Mit Red Hat hat sich IBM einen neuen Kern zugelegt
IBM trennt sich von weniger lukrativen Geschäftsbereichen und stellt die Hybrid Cloud in den Mittelpunkt seiner Geschäfte. Ohne Red Hat wäre das nicht möglich gewesen.
Was wäre das vor 20 Jahren für eine Nachricht gewesen: IBM spaltet sich auf, Infrastruktur- und Applikations-Services wandern in ein eigenes Unternehmen (siehe Seite 6). Obwohl Big Blue heute immer noch über 350.000 Mitarbeiter beschäftigt und in nahezu allen großen Konzernen unterwegs ist, ließ die Neuigkeit die Märkte und Anwender auf eine irritierende Weise kalt. Woran liegt‘s? IBM ist, mit Verlaub, nicht mehr so wichtig. Während die Kunden begannen, in die AWS- und Microsoft-Cloud zu migrieren, beschäftigte sich Big Blue mit Themen wie Blockchain, KI und Quantencomputing. Das war sicher verdienstvoll und wird wohl auch neue Rekordzahlen bei Technologiepatenten bringen. Aber die Kunden sahen vor allem, dass IBM im Cloud-Geschäft nicht mitspielte.
Mit der Übernahme von Red Hat hat sich IBM vor zwei Jahren für 34 Milliarden Dollar eine zweite Chance erkauft. Dabei ging es vor allem um die Container-Plattform OpenShift, die das einfache Verteilen von Workloads über verschiedene Public- und Privat-Cloud-Umgebungen ermöglicht. IBM spielt nun im Geschäft um Hybrid-Cloud-Infrastrukturen mit und kann gegen Microsoft und vor allem VMware antreten.

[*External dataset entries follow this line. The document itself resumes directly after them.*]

//! Tool planning
//!
//! Turns the user's text into a call to the calculator, either by pulling the
//! arithmetic straight out of the input or by asking the model for a JSON plan.

use serde::{Deserialize, Serialize};

use crate::error::{FlowError, Result};
use crate::tools::{CALCULATOR, is_allowed};

/// How the planner finds the tool input
#[derive(Debug, Clone, Copy, PartialEq, Eq, Default, Serialize, Deserialize)]
#[serde(rename_all = "lowercase")]
pub enum PlannerStrategy {
    /// Take the arithmetic substring of the input, no model call
    #[default]
    Extract,
    /// Ask the model for `{"tool_name": ..., "tool_input": ...}`
    Model,
}

/// A planned tool call
#[derive(Debug, Clone, PartialEq, Eq)]
pub struct ToolPlan {
    pub tool_name: String,
    pub tool_input: String,
}

impl ToolPlan {
    pub fn calculator(tool_input: impl Into<String>) -> Self {
        Self {
            tool_name: CALCULATOR.to_string(),
            tool_input: tool_input.into(),
        }
    }
}

/// Punctuation that may wrap a number or expression inside a sentence
const SENTENCE_PUNCTUATION: &[char] = &['?', '!', ',', ';', ':', '"', '\'', '='];

/// How one whitespace-separated word of the input takes part in planning
#[derive(Debug, Clone, Copy, PartialEq)]
enum Word<'a> {
    /// Only calculator characters; `closes` is set when sentence punctuation followed it
    Arithmetic { text: &'a str, closes: bool },
    /// Plain words such as "what" or "please"
    Prose(&'a str),
    /// Bare punctuation
    Gap,
    /// Anything else, e.g. `2^3`, `1e3` or a lone `%`
    Mixed,
}

fn classify_word(word: &str) -> Word<'_> {
    let core = word.trim_matches(SENTENCE_PUNCTUATION);
    if core.is_empty() {
        return Word::Gap;
    }
    if core.chars().all(is_allowed) {
        let closes = word.ends_with(SENTENCE_PUNCTUATION);
        return Word::Arithmetic { text: core, closes };
    }
    let prose = core.chars().any(char::is_alphabetic)
        && core.chars().all(|c| c.is_alphabetic() || matches!(c, '\'' | '.' | '-'));
    if prose { Word::Prose(core) } else { Word::Mixed }
}

/// Pull the arithmetic expression out of free text
///
/// Input made entirely of calculator characters is used whole. Otherwise the
/// input is read word by word and runs of arithmetic words that contain a
/// digit are candidates; runs with an operator win over bare numbers, then
/// longer runs win. A word that mixes calculator characters with anything
/// else, or an `x` between two numbers, sends the whole input to the
/// calculator so that it is rejected there instead of being cut down to a
/// different expression.
pub fn extract_expression(input: &str) -> Result<ToolPlan> {
    let trimmed = input.trim();
    if trimmed.is_empty() {
        return Err(FlowError::Planning("input is empty".to_string()));
    }

    if trimmed.chars().all(is_allowed) {
        return Ok(ToolPlan::calculator(trimmed));
    }

    let words: Vec<Word> = trimmed.split_whitespace().map(classify_word).collect();
    if words.iter().enumerate().any(|(i, word)| is_unsupported(&words, i, word)) {
        return Ok(ToolPlan::calculator(trimmed));
    }

    let mut runs: Vec<Vec<&str>> = vec![Vec::new()];
    for word in &words {
        match word {
            Word::Arithmetic { text, closes } => {
                if let Some(run) = runs.last_mut() {
                    run.push(*text);
                }
                if *closes {
                    runs.push(Vec::new());
                }
            }
            _ => runs.push(Vec::new()),
        }
    }

    runs.into_iter()
        .map(|run| run.join(" "))
        .filter(|run| run.chars().any(|c| c.is_ascii_digit()))
        .enumerate()
        .max_by_key(|(index, run)| {
            let has_operator = run.chars().any(|c| matches!(c, '+' | '-' | '*' | '/'));
            (has_operator, run.len(), std::cmp::Reverse(*index))
        })
        .map(|(_, run)| ToolPlan::calculator(run))
        .ok_or_else(|| FlowError::Planning("no arithmetic expression found in input".to_string()))
}

fn is_unsupported(words: &[Word], index: usize, word: &Word) -> bool {
    match word {
        Word::Mixed => true,
        Word::Prose(text) if text.eq_ignore_ascii_case("x") => {
            let is_arithmetic = |w: Option<&Word>| matches!(w, Some(Word::Arithmetic { .. }));
            index > 0 && is_arithmetic(words.get(index - 1)) && is_arithmetic(words.get(index + 1))
        }
        _ => false,
    }
}

#[derive(Debug, Deserialize)]
struct RawPlan {
    #[serde(default)]
    tool_name: String,
    #[serde(default)]
    tool_input: String,
}

/// Parse the model's JSON plan, tolerating code fences and surrounding prose
pub fn parse_plan(raw: &str) -> Result<ToolPlan> {
    let body = json_object(raw)
        .ok_or_else(|| FlowError::Planning(format!("Failed to parse JSON plan: {}", raw.trim())))?;

    let plan: RawPlan = serde_json::from_str(body)
        .map_err(|e| FlowError::Planning(format!("Failed to parse JSON plan: {} ({})", raw.trim(), e)))?;

    if plan.tool_name != CALCULATOR {
        return Err(FlowError::Planning(format!(
            "No valid tool selected: {}",
            if plan.tool_name.is_empty() { "none" } else { plan.tool_name.as_str() }
        )));
    }

    let tool_input = plan.tool_input.trim();
    if tool_input.is_empty() {
        return Err(FlowError::Planning("planner returned an empty tool input".to_string()));
    }

    Ok(ToolPlan::calculator(tool_input))
}

fn json_object(raw: &str) -> Option<&str> {
    let start = raw.find('{')?;
    let end = raw.rfind('}')?;
    (start < end).then(|| &raw[start..=end])
}
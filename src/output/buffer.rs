//! Time-flushed output buffer
//!
//! Rendered lines accumulate in memory and reach the sink either when the
//! flush interval has elapsed (checked once per directory layer) or when the
//! walk finishes. This bounds memory on huge trees while still streaming.

use std::io::{self, Write};
use std::time::{Duration, Instant};

use termcolor::{Ansi, Color, ColorSpec, WriteColor};
use tracing::debug;

use super::config::OutputConfig;

/// Guess at the length of an entry name, used to pre-size the buffer.
pub const AVERAGE_NAME_LENGTH: usize = 8;

/// In-memory buffer in front of an output sink.
pub struct OutputBuffer<W: Write> {
    buf: Vec<u8>,
    sink: W,
    use_color: bool,
    flush_interval: Option<Duration>,
    last_flush: Instant,
}

impl<W: Write> OutputBuffer<W> {
    pub fn new(sink: W, config: &OutputConfig) -> Self {
        Self {
            buf: Vec::new(),
            sink,
            use_color: config.use_color,
            flush_interval: config.flush_interval,
            last_flush: Instant::now(),
        }
    }

    pub fn push_str(&mut self, s: &str) {
        self.buf.extend_from_slice(s.as_bytes());
    }

    pub fn push_line(&mut self, s: &str) {
        self.push_str(s);
        self.buf.push(b'\n');
    }

    /// Append `text` wrapped in `color` and a reset, or plain when color is off.
    pub fn push_colored(&mut self, text: &str, color: Color) -> io::Result<()> {
        if !self.use_color {
            self.push_str(text);
            return Ok(());
        }
        let mut ansi = Ansi::new(&mut self.buf);
        ansi.set_color(ColorSpec::new().set_fg(Some(color)))?;
        ansi.write_all(text.as_bytes())?;
        ansi.reset()
    }

    /// Grow capacity ahead of rendering a layer of `item_count` lines.
    pub fn reserve_layer(&mut self, item_count: usize, prefix_len: usize) {
        self.buf.reserve(item_count * (AVERAGE_NAME_LENGTH + prefix_len));
    }

    /// Flush if the interval has elapsed since the last flush.
    ///
    /// Returns whether a flush happened.
    pub fn maybe_flush(&mut self) -> io::Result<bool> {
        let due = self
            .flush_interval
            .is_some_and(|interval| self.last_flush.elapsed() > interval);
        if !due {
            return Ok(false);
        }
        self.write_buffer()?;
        self.last_flush = Instant::now();
        Ok(true)
    }

    /// Write everything buffered so far to the sink and flush the sink.
    pub fn write_buffer(&mut self) -> io::Result<()> {
        debug!(bytes = self.buf.len(), "flushing output buffer");
        self.sink.write_all(&self.buf)?;
        self.sink.flush()?;
        self.buf.clear();
        Ok(())
    }

    /// Bytes rendered but not yet written to the sink.
    pub fn pending(&self) -> &[u8] {
        &self.buf
    }

    pub fn sink(&self) -> &W {
        &self.sink
    }

    pub fn into_sink(self) -> W {
        self.sink
    }
}
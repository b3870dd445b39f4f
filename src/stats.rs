//! Directory and file counts gathered during a walk

/// Totals for one walk. The root directory itself is never counted.
#[derive(Debug, Clone, Copy, Default, PartialEq, Eq)]
pub struct TreeStats {
    /// Directory lines emitted
    pub dirs: usize,
    /// File lines emitted (always 0 when files are not listed)
    pub files: usize,
}

impl TreeStats {
    pub fn new() -> Self {
        Self::default()
    }

    /// Record a directory line.
    pub fn record_directory(&mut self) {
        self.dirs += 1;
    }

    /// Record a file line.
    pub fn record_file(&mut self) {
        self.files += 1;
    }
}
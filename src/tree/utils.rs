//! Shared utility functions for tree walking

use std::path::{Component, Path, PathBuf};

use crate::error::{Result, TreeError};

/// Make `path` absolute against the current directory and drop `.` and `..`
/// components lexically.
pub fn resolve_root(path: &Path) -> Result<PathBuf> {
    let absolute = std::path::absolute(path).map_err(|source| TreeError::ResolvePath {
        path: path.to_path_buf(),
        source,
    })?;

    let mut resolved = PathBuf::new();
    for component in absolute.components() {
        match component {
            Component::CurDir => {}
            Component::ParentDir => {
                resolved.pop();
            }
            other => resolved.push(other.as_os_str()),
        }
    }
    Ok(resolved)
}
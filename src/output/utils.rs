//! Shared helpers for drawing tree lines

use termcolor::Color;

/// Connector for an entry that has more siblings after it.
pub const BRANCH: &str = "├─── ";
/// Connector for the last entry of a layer.
pub const LAST_BRANCH: &str = "└─── ";

const CONTINUE_INDENT: &str = "│   ";
const BLANK_INDENT: &str = "    ";

/// Connector drawn in front of an entry name.
pub fn connector(is_last: bool) -> &'static str {
    if is_last { LAST_BRANCH } else { BRANCH }
}

/// Calculate the prefix for the children of an entry.
/// The vertical bar continues while siblings still follow.
pub fn child_prefix(prefix: &str, is_last: bool) -> String {
    if is_last {
        format!("{}{}", prefix, BLANK_INDENT)
    } else {
        format!("{}{}", prefix, CONTINUE_INDENT)
    }
}

/// Directory name color for a layer, alternating with depth.
pub fn layer_color(depth: usize) -> Color {
    if depth % 2 == 1 {
        Color::Cyan
    } else {
        Color::Magenta
    }
}
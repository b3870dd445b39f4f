//! Error types

use std::io;
use std::path::PathBuf;

use thiserror::Error;

/// Failures that stop a listing.
///
/// Unreadable or vanished directories are not errors: they are rendered in
/// place as markers and the walk carries on.
#[derive(Debug, Error)]
pub enum TreeError {
    /// The output sink rejected a write or flush.
    #[error("error writing output: {0}")]
    Output(#[from] io::Error),

    /// The root path could not be made absolute.
    #[error("cannot resolve '{}': {source}", path.display())]
    ResolvePath { path: PathBuf, source: io::Error },
}

impl TreeError {
    /// Whether the reader on the other end of the output went away.
    pub fn is_broken_pipe(&self) -> bool {
        matches!(self, Self::Output(e) if e.kind() == io::ErrorKind::BrokenPipe)
    }
}

pub type Result<T> = std::result::Result<T, TreeError>;
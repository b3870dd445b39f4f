//! Test utilities for creating temporary directory trees.
//!
//! This module is only compiled for tests and benchmarks.

use std::fs;
use std::path::{Path, PathBuf};
use tempfile::TempDir;

/// A temporary directory tree for testing.
///
/// The tree is automatically cleaned up when dropped.
pub struct TestTree {
    dir: TempDir,
}

impl TestTree {
    /// Create a new empty temporary directory.
    pub fn new() -> Self {
        let dir = TempDir::new().expect("Failed to create temp dir");
        Self { dir }
    }

    /// Get the path to the temporary directory.
    pub fn path(&self) -> &Path {
        self.dir.path()
    }

    /// Create a directory, including missing parents.
    pub fn add_dir(&self, path: &str) -> PathBuf {
        let full_path = self.dir.path().join(path);
        fs::create_dir_all(&full_path).expect("Failed to create dir");
        full_path
    }

    /// Create an empty file.
    ///
    /// Creates parent directories as needed.
    pub fn add_file(&self, path: &str) -> PathBuf {
        let full_path = self.dir.path().join(path);
        if let Some(parent) = full_path.parent() {
            fs::create_dir_all(parent).expect("Failed to create parent dirs");
        }
        fs::write(&full_path, "").expect("Failed to write file");
        full_path
    }

    /// Build a balanced tree `depth` levels deep with `fanout` directories
    /// and `files_per_dir` files in every directory.
    pub fn populate(&self, depth: usize, fanout: usize, files_per_dir: usize) {
        fn fill(dir: &Path, depth: usize, fanout: usize, files_per_dir: usize) {
            for f in 0..files_per_dir {
                fs::write(dir.join(format!("file_{}.txt", f)), "").expect("Failed to write file");
            }
            if depth == 0 {
                return;
            }
            for d in 0..fanout {
                let sub = dir.join(format!("dir_{}", d));
                fs::create_dir(&sub).expect("Failed to create dir");
                fill(&sub, depth - 1, fanout, files_per_dir);
            }
        }
        fill(self.dir.path(), depth, fanout, files_per_dir);
    }
}

impl Default for TestTree {
    fn default() -> Self {
        Self::new()
    }
}
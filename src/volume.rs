//! Volume label lookup for the listing header
//!
//! The walker never talks to the platform directly; it is handed a
//! [`VolumeLabel`] and falls back to [`UNKNOWN_LABEL`] when the lookup
//! has nothing to offer.

use std::path::{Component, Path, PathBuf};

/// Shown when no label is available.
pub const UNKNOWN_LABEL: &str = "Unknown";

/// Source of human-readable volume labels.
pub trait VolumeLabel {
    /// Label of the volume holding `path`, or `None` if it has none or the
    /// lookup failed.
    fn label(&self, path: &Path) -> Option<String>;
}

/// Resolve the label to display, substituting [`UNKNOWN_LABEL`] for missing
/// or blank labels.
pub fn display_label(volumes: &dyn VolumeLabel, path: &Path) -> String {
    volumes
        .label(path)
        .filter(|label| !label.trim().is_empty())
        .unwrap_or_else(|| UNKNOWN_LABEL.to_string())
}

/// The root component of `path`: `/` on Unix, `C:\` on Windows.
/// Empty for relative paths.
pub fn root_marker(path: &Path) -> String {
    let mut root = PathBuf::new();
    for component in path.components() {
        match component {
            Component::Prefix(_) | Component::RootDir => root.push(component.as_os_str()),
            _ => break,
        }
    }
    root.display().to_string()
}

/// Always answers with the same label. Useful for deterministic output.
#[derive(Debug, Clone, Default)]
pub struct FixedVolumeLabel(Option<String>);

impl FixedVolumeLabel {
    pub fn new(label: &str) -> Self {
        Self(Some(label.to_string()))
    }

    /// A lookup that never finds a label.
    pub fn none() -> Self {
        Self(None)
    }
}

impl VolumeLabel for FixedVolumeLabel {
    fn label(&self, _path: &Path) -> Option<String> {
        self.0.clone()
    }
}

/// Looks labels up from the operating system.
#[derive(Debug, Clone, Copy, Default)]
pub struct SystemVolumeLabel;

impl VolumeLabel for SystemVolumeLabel {
    fn label(&self, path: &Path) -> Option<String> {
        let label = platform::volume_label(path);
        if label.is_none() {
            tracing::debug!(path = %path.display(), "no volume label");
        }
        label
    }
}

#[cfg(windows)]
mod platform {
    use std::path::Path;

    use windows::Win32::Storage::FileSystem::GetVolumeInformationW;
    use windows::core::PCWSTR;

    pub fn volume_label(path: &Path) -> Option<String> {
        let root = super::root_marker(path);
        if root.is_empty() {
            return None;
        }
        let root_wide: Vec<u16> = root.encode_utf16().chain(std::iter::once(0)).collect();

        let mut label_buf = [0u16; 256];
        let has_volume_info = unsafe {
            GetVolumeInformationW(
                PCWSTR(root_wide.as_ptr()),
                Some(&mut label_buf),
                None,
                None,
                None,
                None,
            )
            .is_ok()
        };
        if !has_volume_info {
            return None;
        }

        let len = label_buf.iter().position(|&c| c == 0).unwrap_or(label_buf.len());
        Some(String::from_utf16_lossy(&label_buf[..len]))
    }
}

#[cfg(target_os = "linux")]
mod platform {
    use std::fs;
    use std::path::{Path, PathBuf};

    const MOUNTS: &str = "/proc/self/mounts";
    const LABELS_DIR: &str = "/dev/disk/by-label";

    /// Find the block device backing `path`, then the by-label link pointing at it.
    pub fn volume_label(path: &Path) -> Option<String> {
        let path = fs::canonicalize(path).unwrap_or_else(|_| path.to_path_buf());
        let mounts = fs::read_to_string(MOUNTS).ok()?;
        let device = mount_device(&mounts, &path)?;
        let device = fs::canonicalize(device).ok()?;

        fs::read_dir(LABELS_DIR)
            .ok()?
            .flatten()
            .find(|entry| fs::canonicalize(entry.path()).is_ok_and(|target| target == device))
            .map(|entry| unescape(&entry.file_name().to_string_lossy()))
    }

    /// Device of the longest mount point containing `path`. Later mounts win ties.
    pub(super) fn mount_device(mounts: &str, path: &Path) -> Option<PathBuf> {
        let mut best: Option<(usize, PathBuf)> = None;
        for line in mounts.lines() {
            let mut fields = line.split_whitespace();
            let (Some(device), Some(mount_point)) = (fields.next(), fields.next()) else {
                continue;
            };
            let device = PathBuf::from(unescape(device));
            if !device.is_absolute() {
                continue;
            }
            let mount_point = PathBuf::from(unescape(mount_point));
            if !path.starts_with(&mount_point) {
                continue;
            }
            let depth = mount_point.components().count();
            if best.as_ref().is_none_or(|(d, _)| depth >= *d) {
                best = Some((depth, device));
            }
        }
        best.map(|(_, device)| device)
    }

    /// Decode `\040` (octal, mount tables) and `\x20` (hex, udev links) escapes.
    pub(super) fn unescape(s: &str) -> String {
        let bytes = s.as_bytes();
        let mut out = Vec::with_capacity(bytes.len());
        let mut i = 0;
        while i < bytes.len() {
            if bytes[i] == b'\\' {
                if let Some(byte) = decode_escape(&bytes[i + 1..]) {
                    out.push(byte);
                    i += 4;
                    continue;
                }
            }
            out.push(bytes[i]);
            i += 1;
        }
        String::from_utf8_lossy(&out).into_owned()
    }

    fn decode_escape(rest: &[u8]) -> Option<u8> {
        let (digits, radix) = match rest.first()? {
            b'x' => (rest.get(1..3)?, 16),
            _ => (rest.get(..3)?, 8),
        };
        if !digits.iter().all(|b| b.is_ascii_hexdigit()) {
            return None;
        }
        u8::from_str_radix(std::str::from_utf8(digits).ok()?, radix).ok()
    }
}

#[cfg(not(any(windows, target_os = "linux")))]
mod platform {
    use std::path::Path;

    pub fn volume_label(_path: &Path) -> Option<String> {
        None
    }
}
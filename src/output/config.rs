//! Output configuration types

use std::time::Duration;

/// Default time between flushes of the output buffer.
pub const DEFAULT_FLUSH_INTERVAL: Duration = Duration::from_millis(1);

/// Configuration for output formatting and buffering.
#[derive(Debug, Clone)]
pub struct OutputConfig {
    /// Color directory names by depth parity.
    pub use_color: bool,
    /// Minimum time between flushes. `None` only flushes once the walk ends.
    pub flush_interval: Option<Duration>,
}

impl Default for OutputConfig {
    fn default() -> Self {
        Self {
            use_color: false,
            flush_interval: Some(DEFAULT_FLUSH_INTERVAL),
        }
    }
}
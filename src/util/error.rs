use std::os::raw::c_int;

use thiserror::Error as ThisError;

pub type ErrorNum = c_int;

pub type Result<T> = std::result::Result<T, Error>;

/// Failure kinds surfaced by the storage engine. `NoSpace` covers a full
/// block bitmap, a full inode table and a full directory block alike.
#[derive(Debug, ThisError, Clone, Copy, PartialEq, Eq)]
pub enum Error {
    #[error("no such file or directory")]
    NotFound,
    #[error("file exists")]
    AlreadyExists,
    #[error("no space left on image")]
    NoSpace,
    #[error("file name too long")]
    NameTooLong,
    #[error("file too large")]
    FileTooLarge,
    #[error("inode number out of range")]
    InvalidHandle,
    #[error("is a directory")]
    IsDirectory,
    #[error("not a directory")]
    NotDirectory,
    #[error("invalid file name")]
    InvalidName,
}

impl Error {
    pub fn error_num(&self) -> ErrorNum {
        match self {
            Error::NotFound => libc::ENOENT,
            Error::AlreadyExists => libc::EEXIST,
            Error::NoSpace => libc::ENOSPC,
            Error::NameTooLong => libc::ENAMETOOLONG,
            Error::FileTooLarge => libc::EFBIG,
            Error::InvalidHandle => libc::EBADF,
            Error::IsDirectory => libc::EISDIR,
            Error::NotDirectory => libc::ENOTDIR,
            Error::InvalidName => libc::EINVAL,
        }
    }

    /// Negative status value, as returned by C-style file operation handlers.
    pub fn status(&self) -> i64 {
        -(self.error_num() as i64)
    }
}
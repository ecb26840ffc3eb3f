use log::trace;

use crate::consts::{BlockPointer, InodePointer, BLOCK_SIZE, FILE_NAME_FIELD};
use crate::driver::DeviceDriver;
use crate::structure::Structure;
use crate::util::error::{Error, Result};
use crate::util::serializable::{le_i32, ByteSerializable, KnownSize};

const ENTRY_RESERVED: usize = 12;
pub const ENTRY_SIZE: usize = FILE_NAME_FIELD + 4 + ENTRY_RESERVED;
pub const ENTRIES_PER_BLOCK: usize = BLOCK_SIZE / ENTRY_SIZE;

#[derive(Debug, Clone, PartialEq, Eq)]
pub struct Entry {
    pub name: String,
    pub id: InodePointer,
}

pub type EntryList = Vec<Entry>;

impl KnownSize for Entry {
    fn size_on_disk() -> usize {
        ENTRY_SIZE
    }
}

impl ByteSerializable for Entry {
    fn to_bytes(&self) -> Vec<u8> {
        let mut bytes = vec![0u8; ENTRY_SIZE];
        let name = self.name.as_bytes();
        let length = name.len().min(FILE_NAME_FIELD - 1);
        bytes[..length].copy_from_slice(&name[..length]);
        bytes[FILE_NAME_FIELD..FILE_NAME_FIELD + 4].copy_from_slice(&(self.id as i32).to_le_bytes());
        bytes
    }

    fn from_bytes(bytes: &[u8]) -> Self {
        let name = String::from_utf8_lossy(entry_name(bytes)).into_owned();
        let id = le_i32(bytes, FILE_NAME_FIELD);
        Entry { name, id: id as InodePointer }
    }
}

#[inline]
fn entry_name(record: &[u8]) -> &[u8] {
    let field = &record[..FILE_NAME_FIELD];
    match field.iter().position(|byte| *byte == 0) {
        Some(end) => &field[..end],
        None => field,
    }
}

/// A flat directory: every entry sits in the first data block of the
/// directory inode, so one directory holds at most `ENTRIES_PER_BLOCK` names.
#[derive(Debug, Clone, Copy, PartialEq, Eq)]
pub struct Directory {
    pub inode: InodePointer,
}

impl Directory {
    pub fn from_inode(inode: InodePointer) -> Directory {
        Directory { inode }
    }

    pub fn lookup<A: DeviceDriver>(&self, structure: &Structure<A>, name: &str) -> Result<InodePointer> {
        let (block, count) = match self.entries_block(structure)? {
            Some(found) => found,
            None => return Err(Error::NotFound),
        };
        let data = structure.io.block(block);
        Self::position(data, count, name)
            .map(|index| Entry::from_bytes(&data[index * ENTRY_SIZE..(index + 1) * ENTRY_SIZE]).id)
            .ok_or(Error::NotFound)
    }

    pub fn insert<A: DeviceDriver>(&self, structure: &mut Structure<A>, name: &str, id: InodePointer) -> Result<()> {
        if name.len() >= FILE_NAME_FIELD {
            return Err(Error::NameTooLong);
        }
        // the on-disk name ends at the first NUL
        if name.contains('\0') {
            return Err(Error::InvalidName);
        }

        let mut inode = structure.read_inode(self.inode)?;
        if !inode.is_directory() {
            return Err(Error::NotDirectory);
        }
        let block = match inode.map_block(0) {
            Some(block) => block,
            None => {
                let block = structure.allocate_block()?;
                inode.set_pointer(0, block);
                inode.size = 0;
                structure.write_inode(self.inode, inode)?;
                block
            }
        };

        let count = inode.size as usize / ENTRY_SIZE;
        if Self::position(structure.io.block(block), count, name).is_some() {
            return Err(Error::AlreadyExists);
        }
        if (count + 1) * ENTRY_SIZE > BLOCK_SIZE {
            return Err(Error::NoSpace);
        }

        let offset = count * ENTRY_SIZE;
        let entry = Entry { name: name.to_string(), id };
        structure.io.block_mut(block)[offset..offset + ENTRY_SIZE].copy_from_slice(&entry.to_bytes());
        inode.size += ENTRY_SIZE as u64;
        trace!("directory {}: put {} -> {}", self.inode, name, id);
        structure.write_inode(self.inode, inode)
    }

    /// Removes `name` and closes the gap, keeping the remaining entries in order.
    pub fn delete<A: DeviceDriver>(&self, structure: &mut Structure<A>, name: &str) -> Result<()> {
        let (block, count) = match self.entries_block(structure)? {
            Some(found) => found,
            None => return Err(Error::NotFound),
        };
        let index = Self::position(structure.io.block(block), count, name).ok_or(Error::NotFound)?;

        let data = structure.io.block_mut(block);
        data.copy_within((index + 1) * ENTRY_SIZE..count * ENTRY_SIZE, index * ENTRY_SIZE);
        data[(count - 1) * ENTRY_SIZE..count * ENTRY_SIZE].fill(0);

        let mut inode = structure.read_inode(self.inode)?;
        inode.size -= ENTRY_SIZE as u64;
        trace!("directory {}: delete {}", self.inode, name);
        structure.write_inode(self.inode, inode)
    }

    /// Snapshot of the current entries; later changes to the directory do not show up in it.
    pub fn list<A: DeviceDriver>(&self, structure: &Structure<A>) -> Result<EntryList> {
        let (block, count) = match self.entries_block(structure)? {
            Some(found) => found,
            None => return Ok(EntryList::new()),
        };
        let data = structure.io.block(block);
        Ok(data[..count * ENTRY_SIZE].chunks(ENTRY_SIZE).map(Entry::from_bytes).collect())
    }

    fn entries_block<A: DeviceDriver>(&self, structure: &Structure<A>) -> Result<Option<(BlockPointer, usize)>> {
        let inode = structure.read_inode(self.inode)?;
        if !inode.is_directory() {
            return Err(Error::NotDirectory);
        }
        let count = (inode.size as usize / ENTRY_SIZE).min(ENTRIES_PER_BLOCK);
        Ok(inode.map_block(0).map(|block| (block, count)))
    }

    fn position(data: &[u8], count: usize, name: &str) -> Option<usize> {
        if name.contains('\0') {
            return None;
        }
        data[..count * ENTRY_SIZE]
            .chunks(ENTRY_SIZE)
            .position(|record| entry_name(record) == name.as_bytes())
    }
}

Der künftige Erfolg hängt aber davon ab, ob IBM die Marktverhältnisse im Public-Cloud-Sektor anerkennen wird. Dort lautet die Reihenfolge AWS (33 Prozent Marktanteil) vor Microsoft (18 Prozent) und Google (neun Prozent). Mit OpenShift und weiteren Red-Hat-Produkten kann IBM eine zentrale Drehscheibe im Multi-Cloud-Business werden. Doch dazu sollte CEO Arvind Krishna klare Ansagen bezüglich Offenheit machen. Anwender könnten sonst den Eindruck bekommen, IBM wolle mit Red Hat den Kampf um die Public Cloud wieder aufnehmen. Doch dieser Zug ist abgefahren.